Alleinerziehenden-Haushalte überdurchschnittlich oft in unteren Einkommensgruppen
Zu den 40 % der Bevölkerung mit den geringsten Einkommen zählen überdurchschnittlich oft Personen aus Alleinerziehenden-Haushalten. Fast zwei Drittel (64,6 %) von ihnen verfügten 2021 über ein Nettoäquivalenzeinkommen von weniger als 22 000 Euro im Jahr, bei gut einem Drittel (33,2 %) betrug es weniger als 16 300 Euro. Ähnliches gilt für Personen in Haushalten mit zwei Erwachsenen und drei oder mehr Kindern: 57,7 % der Personen dieser Haushalte hatten ein Nettoeinkommen von weniger als 22 000 Euro im Jahr. Für Personen in Haushalten mit zwei Erwachsenen und zwei Kindern bzw. einem Kind traf das auf 36,0 % bzw. 29,7 % zu.

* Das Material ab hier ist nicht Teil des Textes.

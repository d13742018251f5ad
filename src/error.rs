//! Error types for the render cache
//!
//! Cache and tree operations never fail. Errors only surface at the
//! conversion boundary: building structured keys and exporting trees to JSON.

use thiserror::Error;

// == Error Enum ==
/// Unified error type for the crate's conversion surface.
#[derive(Error, Debug)]
pub enum Error {
    /// A structured key could not be serialized
    #[error("Key serialization failed: {0}")]
    KeySerialization(#[from] serde_json::Error),

    /// A tree holding opaque values cannot be represented as JSON
    #[error("Opaque value at {0} has no JSON representation")]
    OpaqueValue(String),

    /// A float that JSON cannot carry (NaN or infinite)
    #[error("Non-finite float at {0}")]
    NonFiniteFloat(String),
}

// == Result Type Alias ==
/// Convenience Result type for the crate.
pub type Result<T> = std::result::Result<T, Error>;
//! Tree Module
//!
//! JSON-like trees with deep clone and deep merge. Both operations are
//! pure: they never modify their inputs and never fail.

mod clone;
mod merge;
mod object;
mod value;

#[cfg(test)]
mod property_tests;

pub use clone::{deep_clone, deep_clone_map};
pub use merge::deep_merge;
pub use object::Object;
pub use value::{Map, OpaqueValue, Value};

Jede zweite alleinlebende Person mit Einkommen unter 22 000 Euro
Auch bei Personen, die ohne Kinder lebten, zeigen sich hinsichtlich der Einkommensverteilung deutliche Unterschiede zwischen den Haushaltstypen: So zählte 2021 mehr als die Hälfte (53,2 %) der alleinlebenden Erwachsenen zur Bevölkerung mit einem Einkommen von unter 22 000 Euro im Jahr. Knapp ein Drittel (32,2 %) der Alleinlebenden verfügte über ein Einkommen von weniger als 16 300 Euro und war demnach der untersten Einkommensgruppe zuzurechnen. Personen in Haushalten, in denen zwei bzw. drei oder mehr Erwachsene zusammenlebten, ließen sich hingegen häufiger den zwei oberen der fünf Einkommensgruppen zuordnen (49,0 % bzw. 55,7 %). Zu den obersten 40 % der Einkommensverteilung gehören Personen mit mindestens 28 400 Euro Nettoeinkommen im Jahr und zu den obersten 20 % diejenigen mit mindestens 38 100 Euro.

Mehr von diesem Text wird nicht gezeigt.